Two books in one year from the author of Queen of Muck


Author Isaac Thackray and his daughter Lila (10). Photo / Provided

Q What do you do when you’ve just won a gold medal for best first book at the 2022 Independent Publishing Awards in New York?

A. If you’re (self-proclaimed) “a bit crazy,” like former Pirongia man Isaac Thackray, you’re releasing your second book.

It was just around this time last year that we were amazed by Isaac’s first children’s book, mud queen.

The new title was attracting all kinds of attention – an exciting and hilarious adventure that the kids loved.

This story began with two sisters, Lucy and Lily, desperate to find their missing grandfather.

But first they had to survive a big, weird adventure filled with nail polish bullies, a weird bookstore, a child-eating beast, a really bad orchestra, flying cupcake pieces, of a talking fox and swords, with a wickedly entertaining villain. who has a lot to say for herself and a rather weak stomach.

Now the second book of Isaac Zola the Wheeler is about to hit the shelves, and – although he can’t say officially – he thinks it’s better than mud queen.

This one is a page-turning action tale full of laughs, thrills, incredible twists, suspense, orphans, opera singing, danger, a greedy villain, bravery, sad bits, scary bits, extremely poor supervision and one of the greatest finales you will ever read.

Life is pretty good at St Alice’s Home for Orphans. Until someone ignobly decides they want to ruin everything.

How will Zola and his friends stop him? What’s behind this door? Why is the doctor acting so strange? Who takes care of these children? And… wait, where does this music come from?

Isaac says Zola was easier than mud queen in a way because he knew what was coming – but the writing was more demanding because he paid attention to things like how to write the characters, the pacing of the story and the way to process action scenes and emotions.

“I actually studied all of this at night to make sure I understood and wrote during the day,” says Isaac.

“I really got into the chopper, but it was great.

    Isaac Thackray followed Queen of Muck with Zola the Roller.
Isaac Thackray followed Queen of Muck with Zola the Roller.

“I really enjoyed Zola because the characters and their adventures kept me hooked throughout.”
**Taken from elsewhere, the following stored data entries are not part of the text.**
//! `ckubeadm join` - plan joining a node to a cluster

use anyhow::{Context, Result};
use clap::{Arg, ArgAction, ArgMatches};
use ckubeadm_core::{plan::node_plan, NodeConfiguration};

use super::{
    config_arg, load_config_arg, skip_preflight_arg, string_value, string_values, write_steps,
};
use crate::cli::{CommandNode, Sink};

const JOIN_LONG_ABOUT: &str = concat!(
    "When joining a cluster, a bidirectional trust has to be established\n",
    "between the node and the master.\n",
    "\n",
    "Token-based discovery fetches the cluster info from one of the given API\n",
    "server endpoints and verifies the root CA public key against\n",
    "--discovery-token-ca-cert-hash (format \"sha256:<hex>\"). File-based\n",
    "discovery reads it from --discovery-file instead.\n",
    "\n",
    "--token sets both the discovery token and the TLS bootstrap token when\n",
    "they are not given separately."
);

const CONFIG_FLAGS: [&str; 8] = [
    "api-server-endpoint",
    "token",
    "discovery-token",
    "discovery-file",
    "tls-bootstrap-token",
    "discovery-token-ca-cert-hash",
    "discovery-token-unsafe-skip-ca-verification",
    "node-name",
];

pub fn new_cmd_join(out: &Sink) -> CommandNode {
    let out = out.clone();
    CommandNode::leaf(
        "join",
        "Run this on any machine you wish to join an existing cluster",
        move |inv| run_join(inv.matches(), &out),
    )
    .long_about(JOIN_LONG_ABOUT)
    .args(join_args())
}

fn join_args() -> Vec<Arg> {
    vec![
        Arg::new("api-server-endpoint")
            .value_name("API_SERVER_ENDPOINT")
            .num_args(1..)
            .action(ArgAction::Append)
            .help("host:port of an API server used for token-based discovery"),
        config_arg().conflicts_with_all(CONFIG_FLAGS),
        Arg::new("token")
            .long("token")
            .value_name("TOKEN")
            .help("Use this token for both discovery-token and tls-bootstrap-token"),
        Arg::new("discovery-token")
            .long("discovery-token")
            .value_name("TOKEN")
            .help("A token used to validate cluster information fetched from the master"),
        Arg::new("discovery-file")
            .long("discovery-file")
            .value_name("FILE")
            .help("A file or URL from which to load cluster information"),
        Arg::new("tls-bootstrap-token")
            .long("tls-bootstrap-token")
            .value_name("TOKEN")
            .help("A token used for TLS bootstrapping"),
        Arg::new("discovery-token-ca-cert-hash")
            .long("discovery-token-ca-cert-hash")
            .value_name("HASH")
            .action(ArgAction::Append)
            .help("For token-based discovery, validate that the root CA public key matches this hash (format: \"sha256:<hex>\")"),
        Arg::new("discovery-token-unsafe-skip-ca-verification")
            .long("discovery-token-unsafe-skip-ca-verification")
            .action(ArgAction::SetTrue)
            .help("For token-based discovery, allow joining without --discovery-token-ca-cert-hash pinning"),
        Arg::new("node-name")
            .long("node-name")
            .value_name("NAME")
            .help("Specify the node name"),
        skip_preflight_arg(),
    ]
}

/// Build the node configuration from `--config` or the flags, then expand
/// the `token` shorthand.
pub fn resolve_node_config(matches: &ArgMatches) -> Result<NodeConfiguration> {
    let config = match load_config_arg::<NodeConfiguration>(matches)? {
        Some(config) => config,
        None => NodeConfiguration {
            discovery_file: string_value(matches, "discovery-file"),
            discovery_token: string_value(matches, "discovery-token"),
            discovery_token_api_servers: string_values(matches, "api-server-endpoint"),
            discovery_token_ca_cert_hashes: string_values(matches, "discovery-token-ca-cert-hash"),
            discovery_token_unsafe_skip_ca_verification: matches
                .get_flag("discovery-token-unsafe-skip-ca-verification"),
            node_name: string_value(matches, "node-name"),
            tls_bootstrap_token: string_value(matches, "tls-bootstrap-token"),
            token: string_value(matches, "token"),
            ..NodeConfiguration::default()
        },
    };
    Ok(config.with_token_shorthand())
}

fn run_join(matches: &ArgMatches, out: &Sink) -> Result<()> {
    let config = resolve_node_config(matches)?;
    config.validate().context("invalid node configuration")?;
    if config.discovery_token_unsafe_skip_ca_verification {
        tracing::warn!("token-based discovery without CA pinning is unsafe");
    }
    write_steps(
        out,
        &node_plan(&config, matches.get_flag("skip-preflight-checks")),
    )?;
    out.line("")?;
    out.line("Run 'kubectl get nodes' on the master to see this machine join once it is up.")?;
    Ok(())
}

#[cfg(test)]
mod tests {
    use super::*;
    use crate::cli::build_root;

    const TOKEN: &str = "abcdef.0123456789abcdef";
    const HASH: &str = "sha256:0123456789abcdef0123456789abcdef0123456789abcdef0123456789abcdef";

    fn run(args: &[&str]) -> Result<String> {
        let (out, capture) = Sink::capture();
        let (err, _) = Sink::capture();
        build_root(out, err).execute(args.iter().copied())?;
        Ok(capture.contents())
    }

    #[test]
    fn test_token_discovery_with_pinning() {
        let output = run(&[
            "ckubeadm",
            "join",
            "--token",
            TOKEN,
            "10.0.0.1:6443",
            "--discovery-token-ca-cert-hash",
            HASH,
        ])
        .unwrap();
        assert!(output.contains("10.0.0.1:6443"));
        assert!(output.contains("1 pinned public key hash"));
        assert!(!output.contains("0123456789abcdef0123"));
    }

    #[test]
    fn test_missing_pin_is_rejected() {
        let err = run(&["ckubeadm", "join", "--token", TOKEN, "10.0.0.1:6443"]).unwrap_err();
        assert!(format!("{err:#}").contains("discoveryTokenCACertHashes"));
    }

    #[test]
    fn test_unsafe_skip_allows_missing_pin() {
        let output = run(&[
            "ckubeadm",
            "join",
            "--token",
            TOKEN,
            "10.0.0.1:6443",
            "--discovery_token_unsafe_skip_ca_verification",
        ])
        .unwrap();
        assert!(output.contains("skip CA public key pinning"));
    }

    #[test]
    fn test_file_discovery() {
        let output = run(&[
            "ckubeadm",
            "join",
            "--discovery-file",
            "/etc/kubernetes/discovery.yaml",
            "--tls-bootstrap-token",
            TOKEN,
        ])
        .unwrap();
        assert!(output.contains("read cluster-info from /etc/kubernetes/discovery.yaml"));
    }

    #[test]
    fn test_no_discovery_method() {
        let err = run(&["ckubeadm", "join"]).unwrap_err();
        assert!(err.downcast_ref::<ckubeadm_core::Error>().is_some());
    }
}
This included the creation of Fabiano Berettoluzianicino, the world’s greatest opera singer, poor little Henry Pignut, and dastardly Mr. Snide, the greedy property developer.
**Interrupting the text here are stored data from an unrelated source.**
//! Kubernetes versions and version labels

use std::{cmp::Ordering, fmt, str::FromStr, sync::OnceLock};

use regex::Regex;

use crate::{Error, Result};

/// Oldest control plane version `init` will deploy and `upgrade` will target.
pub const MINIMUM_CONTROL_PLANE_VERSION: KubernetesVersion = KubernetesVersion::new(1, 8, 0);

/// Newest version this build knows how to deploy without opting in.
pub const SUPPORTED_VERSION: KubernetesVersion = KubernetesVersion::new(1, 9, 0);

fn version_pattern() -> Option<&'static Regex> {
    static PATTERN: OnceLock<Option<Regex>> = OnceLock::new();
    PATTERN
        .get_or_init(|| Regex::new(r"^v?(\d+)\.(\d+)\.(\d+)(?:-([0-9A-Za-z.-]+))?$").ok())
        .as_ref()
}

fn label_pattern() -> Option<&'static Regex> {
    static PATTERN: OnceLock<Option<Regex>> = OnceLock::new();
    PATTERN
        .get_or_init(|| Regex::new(r"^(stable|latest)(-\d+(\.\d+)?)?$").ok())
        .as_ref()
}

/// An exact `vMAJOR.MINOR.PATCH[-PRE]` version.
#[derive(Debug, Clone, PartialEq, Eq, Hash)]
pub struct KubernetesVersion {
    major: u32,
    minor: u32,
    patch: u32,
    pre_release: Option<String>,
}

impl KubernetesVersion {
    pub const fn new(major: u32, minor: u32, patch: u32) -> Self {
        Self {
            major,
            minor,
            patch,
            pre_release: None,
        }
    }

    pub const fn major(&self) -> u32 {
        self.major
    }

    pub const fn minor(&self) -> u32 {
        self.minor
    }

    pub const fn patch(&self) -> u32 {
        self.patch
    }

    pub fn pre_release(&self) -> Option<&str> {
        self.pre_release.as_deref()
    }

    /// Whether this version is a newer minor release than [`SUPPORTED_VERSION`].
    pub fn is_newer_than_supported(&self) -> bool {
        (self.major, self.minor) > (SUPPORTED_VERSION.major, SUPPORTED_VERSION.minor)
    }

    /// Reject versions older than [`MINIMUM_CONTROL_PLANE_VERSION`].
    ///
    /// # Errors
    ///
    /// Returns `UnsupportedVersion` for too-old versions.
    pub fn check_control_plane(&self) -> Result<()> {
        if *self < MINIMUM_CONTROL_PLANE_VERSION {
            return Err(Error::UnsupportedVersion(format!(
                "{self} is older than the minimum supported control plane version {MINIMUM_CONTROL_PLANE_VERSION}"
            )));
        }
        Ok(())
    }

    /// Check an upgrade target against the supported window.
    ///
    /// Pre-releases and versions past [`SUPPORTED_VERSION`] need
    /// `allow_experimental`.
    ///
    /// # Errors
    ///
    /// Returns `UnsupportedVersion` when the target is outside the window.
    pub fn check_upgrade_target(&self, allow_experimental: bool) -> Result<()> {
        self.check_control_plane()?;
        if allow_experimental {
            return Ok(());
        }
        if self.is_newer_than_supported() {
            return Err(Error::UnsupportedVersion(format!(
                "{self} is newer than the supported version {SUPPORTED_VERSION}; \
                 pass --allow-experimental-upgrades to continue"
            )));
        }
        if self.pre_release.is_some() {
            return Err(Error::UnsupportedVersion(format!(
                "{self} is a pre-release; pass --allow-experimental-upgrades to continue"
            )));
        }
        Ok(())
    }
}

impl FromStr for KubernetesVersion {
    type Err = Error;

    fn from_str(s: &str) -> Result<Self> {
        let invalid = || Error::UnsupportedVersion(format!("{s:?} is not a valid version"));
        let captures = version_pattern()
            .and_then(|pattern| pattern.captures(s))
            .ok_or_else(invalid)?;
        let number = |index: usize| -> Result<u32> {
            captures
                .get(index)
                .and_then(|m| m.as_str().parse().ok())
                .ok_or_else(invalid)
        };
        Ok(Self {
            major: number(1)?,
            minor: number(2)?,
            patch: number(3)?,
            pre_release: captures.get(4).map(|m| m.as_str().to_string()),
        })
    }
}

impl fmt::Display for KubernetesVersion {
    fn fmt(&self, f: &mut fmt::Formatter<'_>) -> fmt::Result {
        write!(f, "v{}.{}.{}", self.major, self.minor, self.patch)?;
        if let Some(pre) = &self.pre_release {
            write!(f, "-{pre}")?;
        }
        Ok(())
    }
}

impl Ord for KubernetesVersion {
    fn cmp(&self, other: &Self) -> Ordering {
        (self.major, self.minor, self.patch)
            .cmp(&(other.major, other.minor, other.patch))
            .then_with(|| match (&self.pre_release, &other.pre_release) {
                (None, None) => Ordering::Equal,
                (None, Some(_)) => Ordering::Greater,
                (Some(_), None) => Ordering::Less,
                (Some(a), Some(b)) => cmp_pre_release(a, b),
            })
    }
}

/// Dot-separated identifiers compare numerically when both are numeric,
/// numeric identifiers sort before alphanumeric ones, and a shorter tag
/// sorts first when it is a prefix of the other.
fn cmp_pre_release(a: &str, b: &str) -> Ordering {
    let mut left = a.split('.');
    let mut right = b.split('.');
    loop {
        let ordering = match (left.next(), right.next()) {
            (None, None) => return a.cmp(b),
            (None, Some(_)) => return Ordering::Less,
            (Some(_), None) => return Ordering::Greater,
            (Some(x), Some(y)) => match (x.parse::<u64>(), y.parse::<u64>()) {
                (Ok(x), Ok(y)) => x.cmp(&y),
                (Ok(_), Err(_)) => Ordering::Less,
                (Err(_), Ok(_)) => Ordering::Greater,
                (Err(_), Err(_)) => x.cmp(y),
            },
        };
        if ordering != Ordering::Equal {
            return ordering;
        }
    }
}

impl PartialOrd for KubernetesVersion {
    fn partial_cmp(&self, other: &Self) -> Option<Ordering> {
        Some(self.cmp(other))
    }
}

/// What a user may pass as `--kubernetes-version`.
#[derive(Debug, Clone, PartialEq, Eq)]
pub enum VersionSpec {
    /// A release label such as `stable`, `stable-1.9` or `latest`,
    /// resolved against the release bucket at deploy time.
    Label(String),
    Exact(KubernetesVersion),
}

impl FromStr for VersionSpec {
    type Err = Error;

    fn from_str(s: &str) -> Result<Self> {
        if label_pattern().is_some_and(|pattern| pattern.is_match(s)) {
            return Ok(Self::Label(s.to_string()));
        }
        s.parse().map(Self::Exact)
    }
}

impl fmt::Display for VersionSpec {
    fn fmt(&self, f: &mut fmt::Formatter<'_>) -> fmt::Result {
        match self {
            Self::Label(label) => f.write_str(label),
            Self::Exact(version) => fmt::Display::fmt(version, f),
        }
    }
}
“And Zola, of course. This is the kind of child I would like to be… except for the little orphan.

Isaac says the author life is all over the place – but he likes it that way.

“My background is as a creative writer in advertising, where things are moving at lightning speed all the time,” he says.

“You have to come up with something big by tomorrow or there will be no tomorrow.

“That’s how I like to work. I’d rather jump in and throw it all in for a shorter period of time than dive in and out, pushing aimless ideas onto the plate for years.

And he loves the journey – but especially the last half, when you have the overall story and the characters in the bag and just have him sing.

He says seeing the artwork come to life is exciting, and then getting the copies in advance is fantastic.

“So you have a book. It exists.”

Isaac says his favorite method of writing is to pick one of the many ideas he comes up with and start writing any old nonsense.

“Eventually the real story will emerge – usually after a few thousand words.

Zola the Wheeler ended up being totally different from the story I started, and much better.

“And the grand finale didn’t come until I was almost halfway through the first draft.

“It’s more exciting for me that way, and it definitely seems to create a more unexpected story.”

Isaac thinks a lot of writers don’t finish because they only have one big idea, then start writing, and often that big idea turns out to be unworkable and more fun in chapter three, so they give up.

An important part of the process is when Isaac’s wife, Kim, reads the finished manuscript aloud to see where the holes and weak spots are.

“It usually takes two days, and if something goes wrong I have to fix it on the spot,” he says.

“It’s a real chore.”

But Isaac’s books are hits with kids, and that’s what’s important to him.

“Childhood is supposed to be magical, exciting and fun, but these days it seems kids aren’t allowed to forget for a second that they might be anxious or feel bad about something.

“My books are designed so children can get those thoughts out of their heads and live.”

Q What are some simple ways we could all make the world a better place?

A. Move to a small town. Cuddle your babies. Work at home. Never marry a writer. To buy Zola the Wheeler.